The scenario unraveled itself in her imagination like the ending of a sad ballad: the crossbowmen, lax in their duties, had allowed him to inch out there on his belly until she spoiled it by rousing the bowmen to watch again like hawks. Now Harric dare not move. He’s trapped, and I trapped him.
She ground her teeth, rejecting the guilt that assailed her. No, this is his fault. This is what happens when he sneaks off without telling me. None of this would have happened if he’d trusted me.
She peered through a peephole at the tower. Four crossbowmen. Two of them watched her position; the other two continued their sport of sniping at the second corpse. Beside them, a spitfire knight reamed out his weapon.
Bannus’s horn sounded again, louder.

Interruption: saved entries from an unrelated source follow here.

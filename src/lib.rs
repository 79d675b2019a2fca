//! Kernel-facing adapter for the Keybase filesystem (KBFS).
//!
//! KBFS presents per-user, per-folder encrypted storage through an
//! ordinary kernel mount. This crate is the bridge: it maps kernel
//! inodes onto KBFS node identities, keeps that mapping coherent with
//! the kernel's reference-counted lookup cache, drives kernel cache
//! invalidations when other mounts change a folder, and layers the
//! virtual namespace (`/private`, `/public`, per-folder pseudo-files)
//! over the data path.
//!
//! The operations layer itself (metadata, blocks, crypto, conflict
//! resolution) is consumed through the [`ops::KbfsOps`] trait; the kernel
//! transport is the `fuser` crate. An in-memory operations layer lives in
//! [`memfs`] for local use and tests.

#![warn(missing_docs, rust_2018_idioms, unreachable_pub)]

pub use crate::errno::Errno;
pub use crate::fs::Config;
pub use crate::fs::DirEntryOut;
pub use crate::fs::EntryOut;
pub use crate::fs::FsResult;
pub use crate::fs::KbfsFs;
pub use crate::fs::PRIVATE_INO;
pub use crate::fs::PUBLIC_INO;
pub use crate::fs::ROOT_INO;
pub use crate::fs::SetattrRequest;
pub use crate::notify::FuseNotifier;
pub use crate::notify::KernelNotifier;

mod dir;
mod dispatch;
mod errno;
mod file;
mod folder;
mod folderlist;
mod fs;
mod fuse;
pub mod handle;
pub mod info;
pub mod memfs;
pub mod mounter;
mod notify;
pub mod ops;
pub mod reporter;
pub mod run;
pub mod special;
mod symlink;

It seemed to come from just beyond the nearest bend below the pass. She shifted her gaze through the peephole in time to see a rider appear around the bend, followed by three others. The first was clearly Sir Bannus on his gigantic Phyros, Gygon. The next appeared to be his squire or some other knight. The last two followed on leads behind the squire, and, judging by their sagging posture, were captives bound in their saddles.
An answering horn rang out from the siege tower, and Bannus sounded his deep, harsh horn again. He rode past the tents and tower, into the roundabout. “My tor! My castle!” he roared. “You have done well!”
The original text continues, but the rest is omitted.